John McCain’s tax policy has come under fire in the past, particularly for its dependence on huge revenue windfalls to balance the budget. But now a new study from the nonpartisan Tax Policy Center (a joint venture between Brookings and the Urban Institute) suggests there’s another flaw: a rhetoric gap.
According to the study, the tax plan McCain’s campaign laid out privately is different from the one he’s selling on the stump. If you include the policies he has advocated publicly—such as repealing the Alternative Minimum Tax, increasing the dependent exemption to $7,000 right away, and reducing the corporate tax rate to 25 percent immediately—then the deficit after 10 years would actually be $2.8 trillion greater than if you go by his private plan. There’s also a rhetorical gap for Obama, but in his case the public version generates more revenue than the private one, thanks to a suggested hike in payroll taxes for people who make $250,000 or more. (Read the full study here [PDF].)

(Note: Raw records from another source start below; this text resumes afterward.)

//! In-memory implementations of the store and queue traits.
//!
//! Used by tests and local development. Semantics match the Redis
//! implementations: idempotent create, no TTL refresh on update, identity
//! dedupe, delayed redelivery, and bounded settle history.

use std::collections::{HashMap, HashSet, VecDeque};
use std::time::{Duration, Instant};

use async_trait::async_trait;
use chrono::Utc;
use tokio::sync::Mutex;

use cardmill_core::{
    defaults, Error, JobPatch, JobRecord, JobStore, Result, SettleOutcome, WorkItem, WorkQueue,
};

/// In-memory job record store with lazy expiry.
pub struct InMemoryJobStore {
    records: Mutex<HashMap<String, (JobRecord, Instant)>>,
    ttl: Duration,
}

impl InMemoryJobStore {
    pub fn new(ttl: Duration) -> Self {
        Self {
            records: Mutex::new(HashMap::new()),
            ttl,
        }
    }
}

impl Default for InMemoryJobStore {
    fn default() -> Self {
        Self::new(Duration::from_secs(defaults::JOB_TTL_SECONDS))
    }
}

#[async_trait]
impl JobStore for InMemoryJobStore {
    async fn create_or_get(&self, record: JobRecord) -> Result<JobRecord> {
        let mut records = self.records.lock().await;
        let now = Instant::now();
        match records.get(&record.job_id) {
            Some((existing, expires)) if *expires > now => Ok(existing.clone()),
            _ => {
                let expires = now + self.ttl;
                records.insert(record.job_id.clone(), (record.clone(), expires));
                Ok(record)
            }
        }
    }

    async fn update(&self, job_id: &str, patch: JobPatch) -> Result<()> {
        let mut records = self.records.lock().await;
        let now = Instant::now();
        let Some((record, expires)) = records.get_mut(job_id) else {
            return Ok(());
        };
        if *expires <= now {
            records.remove(job_id);
            return Ok(());
        }
        for (field, value) in patch.to_fields() {
            match field.as_str() {
                "status" => record.status = value.parse()?,
                "attemptsMade" => record.attempts_made = value,
                "error" => record.error = value,
                "errorDetail" => record.error_detail = value,
                "outputUrl" => record.output_url = value,
                "mergeJobId" => record.merge_job_id = value,
                other => {
                    return Err(Error::Internal(format!("unknown patch field: {other}")));
                }
            }
        }
        record.updated_at = Utc::now().timestamp_millis().to_string();
        Ok(())
    }

    async fn get(&self, job_id: &str) -> Result<Option<JobRecord>> {
        let mut records = self.records.lock().await;
        let now = Instant::now();
        match records.get(job_id) {
            Some((record, expires)) if *expires > now => Ok(Some(record.clone())),
            Some(_) => {
                records.remove(job_id);
                Ok(None)
            }
            None => Ok(None),
        }
    }
}

#[derive(Default)]
struct QueueState {
    ids: HashSet<String>,
    pending: VecDeque<String>,
    active: HashSet<String>,
    delayed: Vec<(Instant, String)>,
    attempts: HashMap<String, u32>,
    completed: VecDeque<String>,
    failed: VecDeque<String>,
}

/// In-memory work queue with identity dedupe and delayed redelivery.
pub struct InMemoryWorkQueue {
    state: Mutex<QueueState>,
    completed_retain: usize,
    failed_retain: usize,
}

impl InMemoryWorkQueue {
    pub fn new() -> Self {
        Self {
            state: Mutex::new(QueueState::default()),
            completed_retain: defaults::QUEUE_COMPLETED_RETAIN,
            failed_retain: defaults::QUEUE_FAILED_RETAIN,
        }
    }

    /// Number of items ready for immediate claim.
    pub async fn pending_len(&self) -> usize {
        self.state.lock().await.pending.len()
    }

    /// Number of items scheduled for delayed redelivery.
    pub async fn delayed_len(&self) -> usize {
        self.state.lock().await.delayed.len()
    }
}

impl Default for InMemoryWorkQueue {
    fn default() -> Self {
        Self::new()
    }
}

fn evict_history(
    history: &mut VecDeque<String>,
    retain: usize,
    ids: &mut HashSet<String>,
    attempts: &mut HashMap<String, u32>,
) {
    while history.len() > retain {
        if let Some(old_id) = history.pop_back() {
            ids.remove(&old_id);
            attempts.remove(&old_id);
        }
    }
}

#[async_trait]
impl WorkQueue for InMemoryWorkQueue {
    async fn enqueue(&self, job_id: &str) -> Result<()> {
        let mut state = self.state.lock().await;
        if !state.ids.insert(job_id.to_string()) {
            return Err(Error::AlreadyQueued(job_id.to_string()));
        }
        state.pending.push_front(job_id.to_string());
        Ok(())
    }

    async fn claim_next(&self) -> Result<Option<WorkItem>> {
        let mut state = self.state.lock().await;
        let now = Instant::now();

        let (due, later): (Vec<_>, Vec<_>) = state
            .delayed
            .drain(..)
            .partition(|(at, _)| *at <= now);
        state.delayed = later;
        for (_, job_id) in due {
            state.pending.push_front(job_id);
        }

        let Some(job_id) = state.pending.pop_back() else {
            return Ok(None);
        };
        state.active.insert(job_id.clone());
        let attempt = state
            .attempts
            .entry(job_id.clone())
            .and_modify(|a| *a += 1)
            .or_insert(1);
        Ok(Some(WorkItem {
            attempt: *attempt,
            job_id,
        }))
    }

    async fn requeue(&self, item: &WorkItem, delay: Duration) -> Result<()> {
        let mut state = self.state.lock().await;
        state.active.remove(&item.job_id);
        state
            .delayed
            .push((Instant::now() + delay, item.job_id.clone()));
        Ok(())
    }

    async fn settle(&self, item: &WorkItem, outcome: SettleOutcome) -> Result<()> {
        let mut state = self.state.lock().await;
        state.active.remove(&item.job_id);
        let state = &mut *state;
        match outcome {
            SettleOutcome::Completed => {
                state.completed.push_front(item.job_id.clone());
                evict_history(
                    &mut state.completed,
                    self.completed_retain,
                    &mut state.ids,
                    &mut state.attempts,
                );
            }
            SettleOutcome::Failed => {
                state.failed.push_front(item.job_id.clone());
                evict_history(
                    &mut state.failed,
                    self.failed_retain,
                    &mut state.ids,
                    &mut state.attempts,
                );
            }
        }
        Ok(())
    }
}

Douglas Holtz-Eakin, McCain’s chief economic adviser, says the numbers he provided to the TPC aren’t secret—they’re the same ones he provides to anyone who asks . He also disputes the way the study takes suggestions McCain has made on the stump out of context. "This is parsing words out of campaign appearances to an unreasonable degree," Holtz-Eakin said. "He has certainly I’m sure said things in town halls" that don’t jibe perfectly with his written plan. But that doesn’t mean it’s official. For example, the study compares McCain’s promises on the stump to reduce the corporate tax rate immediately to his plan’s more gradual reduction. Holtz-Eakin objects: "You don’t say, I’d like to reduce it to 28 percent, then 26 percent, then 25 percent, then —no one talks like that on the stump. [You say,] I’d like to get it down to 25 percent ."
In other cases, Holtz-Eakin says, the TPC filled in gaps where the McCain campaign didn’t provide specifics. For example, McCain’s proposed Alternative Simplified Tax , a plan that would let taxpayers opt out of the current system in favor of a simpler two-rate system: "We were honest about the fact that we don’t have a specific proposal," he said. "They didn’t have one, so they made one up."